Pick an energy unit that you are familiar with. What is it exactly? A convenient information name/unit that markers a phenomenon. Multiply it times pi. Give the new number a name. Throw away the old name/unit and use this one instead. Then take a step back and ask yourself, "which is the 'real' unit energy and which the 'information' components that 'model' the energy?'

You pick a point of view, a frame of reference, and you design a model to correspond with/to all the rest that you know about. If 'energy' and 'information' are somehow interchangable, then its real real important to look into the nature of our Information Universe. Energy supplies 'information'. Space provides 'information'. Time provides 'information'.   Sequence provides 'information'. Relationship provides 'information'. And so on.

If we confuse dynamic principles and laws of nature with models of performance per se, then we will always suffer repurcussions of error and inaccuracy. To say the only statistical models should mimic an economy, to say that only fractal infromationand models are sufficient to mimic economic behaviors, to say that only fuzzy logic will accurately mimic systems behaviors, and so on, is to set ourselves up for ignominious failures time after time.

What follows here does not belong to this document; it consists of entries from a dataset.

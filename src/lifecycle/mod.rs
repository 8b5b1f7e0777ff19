//! Lifecycle management subsystem.
//!
//! # Data Flow
//! ```text
//! Startup:
//!     Load config → Validate → Assemble routes → Bind listener → Serve
//!
//! Shutdown:
//!     Signal or trigger → Stop accepting → Drain handlers → Exit
//! ```

pub mod shutdown;

pub use shutdown::{Shutdown, ShutdownListener};
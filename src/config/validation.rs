//! Configuration validation logic.

use crate::config::schema::SiteConfig;
use regex::Regex;

/// Error type for configuration validation failures.
#[derive(Debug, Clone, PartialEq)]
pub struct ValidationError(pub String);

impl std::fmt::Display for ValidationError {
    fn fmt(&self, f: &mut std::fmt::Formatter<'_>) -> std::fmt::Result {
        write!(f, "Validation error: {}", self.0)
    }
}

/// Validate a SiteConfig for semantic correctness.
pub fn validate_config(config: &SiteConfig) -> Result<(), Vec<ValidationError>> {
    let mut errors = Vec::new();

    // 1. A zero port cannot be dialed by clients
    if config.port == 0 {
        errors.push(ValidationError("port must be > 0".to_string()));
    }

    // 2. A zero write timeout would close every websocket immediately
    if config.streaming.timeout_ms == 0 {
        errors.push(ValidationError(
            "streaming.timeout_ms must be > 0".to_string(),
        ));
    }

    // 3. Every redirect pattern must be a valid regex
    for rule in &config.redirects {
        if let Err(e) = Regex::new(&rule.from) {
            errors.push(ValidationError(format!(
                "redirect pattern '{}' is not a valid regex: {}",
                rule.from, e
            )));
        } else if !rule.from.starts_with('/') {
            // Canonical paths always begin with '/', so such a rule can
            // never match. Guidance only; the regex is opaque.
            tracing::warn!(
                pattern = %rule.from,
                "redirect pattern does not begin with '/' and will never match"
            );
        }
    }

    if errors.is_empty() {
        Ok(())
    } else {
        Err(errors)
    }
}
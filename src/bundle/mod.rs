//! API bundle capability interface.
//!
//! The bundle is externally-supplied code providing the site's API and
//! stream handlers. Loading and instantiation happen outside this crate;
//! the server sees only the [`ApiBundle`] trait and invokes it opaquely.

pub mod failure;

use std::path::{Path, PathBuf};

use async_trait::async_trait;

use crate::http::request::NeutralRequest;
use crate::http::response::NeutralResponse;
use crate::stream::StreamHandle;

pub use failure::{keep_all_frames, DispatchFailure, FailureCause, FrameFilter, StackFrame};

/// One event on a logical stream, delivered to the bundle in per-session
/// arrival order.
#[derive(Debug, Clone, PartialEq, Eq)]
pub enum StreamEvent {
    ClientConnected {
        route: String,
        client_id: u64,
    },
    Text {
        route: String,
        client_id: u64,
        text: String,
    },
    ClientDisconnected {
        route: String,
        client_id: u64,
    },
}

impl StreamEvent {
    pub fn route(&self) -> &str {
        match self {
            StreamEvent::ClientConnected { route, .. }
            | StreamEvent::Text { route, .. }
            | StreamEvent::ClientDisconnected { route, .. } => route,
        }
    }

    pub fn client_id(&self) -> u64 {
        match self {
            StreamEvent::ClientConnected { client_id, .. }
            | StreamEvent::Text { client_id, .. }
            | StreamEvent::ClientDisconnected { client_id, .. } => *client_id,
        }
    }
}

/// Capability interface implemented by a loaded API bundle.
///
/// `handle_api` and `handle_stream_event` must be safe to invoke
/// concurrently; the server shares one bundle across all requests.
#[async_trait]
pub trait ApiBundle: Send + Sync {
    /// Dispatch an HTTP API request. `path` is the captured tail with a
    /// leading `/`. Returning `None` means the bundle knows no such path.
    async fn handle_api(
        &self,
        path: &str,
        request: NeutralRequest,
    ) -> Result<Option<NeutralResponse>, DispatchFailure>;

    /// Dispatch a stream lifecycle or text event. `streams` sends and
    /// broadcasts on the event's (session, route).
    async fn handle_stream_event(
        &self,
        event: StreamEvent,
        streams: StreamHandle,
    ) -> Result<(), DispatchFailure>;

    /// Number of stream routes the bundle declares. When zero, the prod
    /// assembly skips installing the websocket endpoint.
    fn num_api_streams(&self) -> usize {
        0
    }

    /// Sentinel predicate for truncating API failure traces at framework
    /// frames. Supplied by the bundle loader.
    fn api_frame_filter(&self) -> FrameFilter {
        keep_all_frames()
    }

    /// Sentinel predicate for truncating stream failure traces.
    fn stream_frame_filter(&self) -> FrameFilter {
        keep_all_frames()
    }
}

/// Resolve a configured bundle path against the filesystem.
///
/// A configured path whose file is absent is a warning, not a fatal error:
/// the server continues without an API surface.
pub fn check_bundle_path(path: Option<&Path>) -> Option<PathBuf> {
    let path = path?;
    if path.is_file() {
        Some(path.to_path_buf())
    } else {
        tracing::warn!(
            path = %path.display(),
            "API bundle configured but file not found, continuing without APIs"
        );
        None
    }
}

There are 'performance principles' that underscore systemic behaviors ... and they go far beyond a few choice locally usable and 'sufficient' formulae. Because the rest of the universe is functionally open and interactive. Not restricted or closed in any way. "Boundaries" are only local and conditional limiters of interaction. Not permanent nor impervious firmaments, the way modern science tends to miss-think of them as.